This test measures the amount of insulin-like growth factor-1 (IGF-1) in your blood.
IGF-1 is a hormone found naturally in your blood. Its main job is to manage the effects of growth hormone (GH) in your body. Normal IGF-1 and GH functions include tissue and bone growth.
IGF-1 is formed in different tissues as a result of GH in the blood. Some disorders and diseases, such as pituitary tumors, can cause your body to make too much GH. Because IGF-1 measurements relate to GH measurements, this test is used to diagnose many problems linked to too much or too little GH.
You may need this test if your healthcare provider believes that you have or are at risk for a GH-related disease, including:
Acromegaly, or GH over-production. This causes too much growth of the hands, feet, and facial bones in adults.
Laron syndrome. With this condition, the body is not sensitive to GH due to a change (mutation) to the growth hormone receptor gene. This results in short stature (dwarfism).
You may also need these tests:
X-rays to measure your bone age
Thyroid function tests to rule out thyroid problems
Other tests to check GH levels (insulin-like growth factor binding protein-3, or IGFBP-3)
Children may have clonidine, arginine, or glucagon blood tests.

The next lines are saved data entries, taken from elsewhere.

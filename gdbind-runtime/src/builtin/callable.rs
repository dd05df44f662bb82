// Callable and Signal, plus the registry of host closures that back custom
// callables. The engine owns a custom callable; it calls `free_func` once
// when the last copy goes away, which unregisters the closure.

use std::collections::HashMap;
use std::ffi::c_void;
use std::fmt;
use std::sync::atomic::{AtomicU64, Ordering};
use std::sync::{Mutex, OnceLock};

use gdbind_ffi::{
    CTOR_FROM_FIRST, CallError, CallErrorType, CallableCustomInfo, ConstVariantPtr, Opaque,
    OpaqueVariant, VariantPtr, VariantType,
};

use super::{Array, Pooled, StringName, arg};
use crate::api::{api, library};
use crate::class::EngineClass;
use crate::classes::{ConnectMode, Object};
use crate::error::{BindError, BindResult};
use crate::ffi_guard::ffi_boundary;
use crate::gd::Gd;
use crate::sync::lock_or_recover;
use crate::variant::{ToVariant, Variant};

const CALLV_HASH: i64 = 413578926;
const IS_VALID_HASH: i64 = 3918633141;
const GET_OBJECT_ID_HASH: i64 = 3173160232;
const GET_METHOD_HASH: i64 = 1825232092;
const GET_NAME_HASH: i64 = 1825232092;

// ---------------------------------------------------------------------------
// Closure registry
// ---------------------------------------------------------------------------

type Closure = Option<Box<dyn FnMut(&[Variant]) -> Variant + Send>>;

static NEXT_ID: AtomicU64 = AtomicU64::new(1);
static CLOSURES: OnceLock<Mutex<HashMap<u64, Closure>>> = OnceLock::new();

fn closures() -> &'static Mutex<HashMap<u64, Closure>> {
    CLOSURES.get_or_init(|| Mutex::new(HashMap::new()))
}

fn register_closure(f: impl FnMut(&[Variant]) -> Variant + Send + 'static) -> u64 {
    let id = NEXT_ID.fetch_add(1, Ordering::Relaxed);
    lock_or_recover(closures()).insert(id, Some(Box::new(f)));
    id
}

fn unregister_closure(id: u64) {
    lock_or_recover(closures()).remove(&id);
}

/// Drop every registered closure. Runs at core deinitialization. Ids keep
/// counting up, so a stale userdata never reaches a newer closure.
pub(crate) fn clear_closures() {
    if let Some(reg) = CLOSURES.get() {
        lock_or_recover(reg).clear();
    }
}

/// Number of closures the engine still holds.
pub fn live_closures() -> usize {
    CLOSURES.get().map_or(0, |reg| lock_or_recover(reg).len())
}

/// Take the closure out, run it without the lock, put it back unless it
/// was unregistered meanwhile.
fn invoke_closure(id: u64, args: &[Variant]) -> Option<Variant> {
    let mut closure = lock_or_recover(closures())
        .get_mut(&id)
        .and_then(|slot| slot.take())?;
    let result = closure(args);
    let mut reg = lock_or_recover(closures());
    if let Some(slot) = reg.get_mut(&id) {
        if slot.is_none() {
            *slot = Some(closure);
        }
    }
    Some(result)
}

unsafe extern "C" fn call_closure(
    userdata: *mut c_void,
    args: *const ConstVariantPtr,
    arg_count: i64,
    r_ret: VariantPtr,
    r_error: *mut CallError,
) {
    let id = userdata as u64;
    let ok = ffi_boundary(false, || {
        let args: Vec<Variant> = (0..arg_count.max(0) as usize)
            .map(|i| unsafe { Variant::from_borrowed_ptr(*args.add(i)) })
            .collect();
        match invoke_closure(id, &args) {
            Some(result) => {
                unsafe { result.write_to(r_ret) };
                true
            }
            None => false,
        }
    });
    if !r_error.is_null() {
        let error = if ok { CallErrorType::Ok } else { CallErrorType::InvalidMethod };
        unsafe {
            *r_error = CallError {
                error,
                argument: 0,
                expected: 0,
            }
        };
    }
}

unsafe extern "C" fn closure_is_valid(userdata: *mut c_void) -> bool {
    lock_or_recover(closures()).contains_key(&(userdata as u64))
}

unsafe extern "C" fn free_closure(userdata: *mut c_void) {
    unregister_closure(userdata as u64);
}

unsafe extern "C" fn hash_closure(userdata: *mut c_void) -> u32 {
    let id = userdata as u64;
    (id ^ (id >> 32)) as u32
}

// ---------------------------------------------------------------------------
// Callable
// ---------------------------------------------------------------------------

#[derive(Clone)]
pub struct Callable(pub(crate) Pooled<2>);

impl Callable {
    /// `object.method` as a callable.
    pub fn from_object_method<T: EngineClass>(object: &Gd<T>, method: &str) -> BindResult<Self> {
        let obj = object.object_ptr();
        let name = StringName::from(method);
        let name_token = name.token();
        Pooled::construct(VariantType::Callable, CTOR_FROM_FIRST, &[arg(&obj), arg(&name_token)])
            .map(Callable)
    }

    /// A callable backed by a host closure.
    pub fn from_fn(f: impl FnMut(&[Variant]) -> Variant + Send + 'static) -> Self {
        let id = register_closure(f);
        let info = CallableCustomInfo {
            callable_userdata: id as *mut c_void,
            token: library().0,
            object_id: 0,
            call_func: Some(call_closure),
            is_valid_func: Some(closure_is_valid),
            free_func: Some(free_closure),
            hash_func: Some(hash_closure),
        };
        let mut token = Opaque::<2>::ZERO;
        unsafe {
            ((*api().builtins).callable_custom_create)(token.as_mut_ptr(), &info);
            Callable(Pooled::adopt(VariantType::Callable, token))
        }
    }

    pub fn is_valid(&self) -> bool {
        self.0.call::<bool>("is_valid", IS_VALID_HASH, &[]).unwrap_or(false)
    }

    /// Instance id of the bound object, 0 for unbound callables.
    pub fn object_id(&self) -> u64 {
        self.0.call::<i64>("get_object_id", GET_OBJECT_ID_HASH, &[]).unwrap_or(0) as u64
    }

    pub fn method_name(&self) -> BindResult<StringName> {
        self.0
            .call_pooled::<1>("get_method", GET_METHOD_HASH, VariantType::StringName, &[])
            .map(StringName)
    }

    pub fn callv(&self, args: &Array) -> BindResult<Variant> {
        let array = super::BuiltinValue::to_repr(args);
        let token: OpaqueVariant = self.0.call("callv", CALLV_HASH, &[arg(&array)])?;
        Ok(unsafe { Variant::from_owned_token(token) })
    }

    pub fn call(&self, args: &[Variant]) -> BindResult<Variant> {
        let array: Array = args.iter().cloned().collect();
        self.callv(&array)
    }
}

impl PartialEq for Callable {
    fn eq(&self, other: &Self) -> bool {
        self.to_variant() == other.to_variant()
    }
}

impl fmt::Debug for Callable {
    fn fmt(&self, f: &mut fmt::Formatter<'_>) -> fmt::Result {
        write!(f, "Callable({})", self.to_variant())
    }
}

// ---------------------------------------------------------------------------
// Signal
// ---------------------------------------------------------------------------

/// A named signal on one object.
#[derive(Clone)]
pub struct Signal(pub(crate) Pooled<2>);

impl Signal {
    pub fn new<T: EngineClass>(object: &Gd<T>, name: &str) -> BindResult<Self> {
        let obj = object.object_ptr();
        let name = StringName::from(name);
        let name_token = name.token();
        Pooled::construct(VariantType::Signal, CTOR_FROM_FIRST, &[arg(&obj), arg(&name_token)])
            .map(Signal)
    }

    pub fn object_id(&self) -> u64 {
        self.0.call::<i64>("get_object_id", GET_OBJECT_ID_HASH, &[]).unwrap_or(0) as u64
    }

    pub fn name(&self) -> BindResult<StringName> {
        self.0
            .call_pooled::<1>("get_name", GET_NAME_HASH, VariantType::StringName, &[])
            .map(StringName)
    }

    fn owner(&self) -> BindResult<Gd<Object>> {
        let owner = Gd::<Object>::from_instance_id(self.object_id());
        if owner.is_nil() {
            return Err(BindError::NilDeref { method: "Signal::owner" });
        }
        Ok(owner)
    }

    /// Emit synchronously: every non-deferred connection runs before this returns.
    pub fn emit(&self, args: &[Variant]) -> BindResult<()> {
        let name = self.name()?;
        self.owner()?.emit_signal(&name.to_string(), args)
    }

    pub fn connect(&self, callable: &Callable, mode: ConnectMode) -> BindResult<()> {
        let name = self.name()?;
        self.owner()?.connect(&name.to_string(), callable, mode)
    }

    pub fn is_null(&self) -> bool {
        self.object_id() == 0
    }
}

impl fmt::Debug for Signal {
    fn fmt(&self, f: &mut fmt::Formatter<'_>) -> fmt::Result {
        write!(f, "Signal({})", self.to_variant())
    }
}

pooled_values! {
    Callable => Callable, 2;
    Signal => Signal, 2;
}

#[cfg(test)]
mod tests {
    use super::*;
    use crate::testing;
    use std::sync::Arc;
    use std::sync::atomic::AtomicUsize;

    #[test]
    fn closure_callable_runs_and_is_freed_once() {
        let _engine = testing::session();
        let calls = Arc::new(AtomicUsize::new(0));
        let seen = calls.clone();
        let before = live_closures();
        {
            let double = Callable::from_fn(move |args| {
                seen.fetch_add(1, Ordering::SeqCst);
                let x = args.first().and_then(|v| v.to::<i64>().ok()).unwrap_or(0);
                (x * 2).to_variant()
            });
            assert!(double.is_valid());
            let copy = double.clone();
            let result = copy.call(&[21i64.to_variant()]).unwrap();
            assert_eq!(result.to::<i64>(), Ok(42));
            assert_eq!(live_closures(), before + 1);
        }
        assert_eq!(calls.load(Ordering::SeqCst), 1);
        assert_eq!(live_closures(), before);
    }

    #[test]
    fn object_method_callable_binds_the_instance() {
        let _engine = testing::session();
        let obj = Gd::<Object>::new();
        obj.set_meta("answer", &42i64.to_variant()).unwrap();
        let get_meta = Callable::from_object_method(&obj, "get_meta").unwrap();
        assert_eq!(get_meta.object_id(), obj.instance_id());
        assert_eq!(get_meta.method_name().unwrap().to_string(), "get_meta");
        let value = get_meta.call(&["answer".to_variant()]).unwrap();
        assert_eq!(value.to::<i64>(), Ok(42));
        obj.free();
    }

    #[test]
    fn signal_emit_reaches_connected_closure() {
        let _engine = testing::session();
        let obj = Gd::<Object>::new();
        let hits = Arc::new(AtomicUsize::new(0));
        let counter = hits.clone();
        let on_fire = Callable::from_fn(move |_| {
            counter.fetch_add(1, Ordering::SeqCst);
            Variant::nil()
        });
        let signal = Signal::new(&obj, "fired").unwrap();
        assert_eq!(signal.name().unwrap().to_string(), "fired");
        signal.connect(&on_fire, ConnectMode::Immediate).unwrap();
        signal.emit(&[]).unwrap();
        signal.emit(&[]).unwrap();
        assert_eq!(hits.load(Ordering::SeqCst), 2);
        obj.free();
    }
}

Test results may vary depending on your age, gender, health history, the method used for the test, and other things. Your test results may not mean you have a problem. Ask your healthcare provider what your test results mean for you.
IGF-1 measurements are adjusted for age because levels tend to decrease after puberty as you get older.
Results of IGF-1 are given in nanograms per milliliter (ng/mL). Normal ranges vary by age.
For diagnosing acromegaly:
If your IGF-1 is normal, but your GH is low, you likely don't have acromegaly.
If your IGF-1 is high and your GH is high, you may have acromegaly.
Levels of IGF-1 that are higher or lower than normal may also be caused by:
Hypothyroidism, or low thyroid hormone levels
Uncontrolled diabetes mellitus
The test is done with a blood sample. A needle is used to draw blood from a vein in your arm or hand.
Having a blood test with a needle carries some risks. These include bleeding, infection, bruising, and feeling lightheaded. When the needle pricks your arm or hand, you may feel a slight sting or pain. Afterward, the site may be sore.
Malnutrition or not eating (fasting) will affect your results. Age also affects your results, as both IGF-1 and GH decline after puberty.
You don't need to get ready for this test. Be sure your healthcare provider knows about all medicines, herbs, vitamins, and supplements you are taking. This includes medicines that don't need a prescription and any illegal drugs you may use.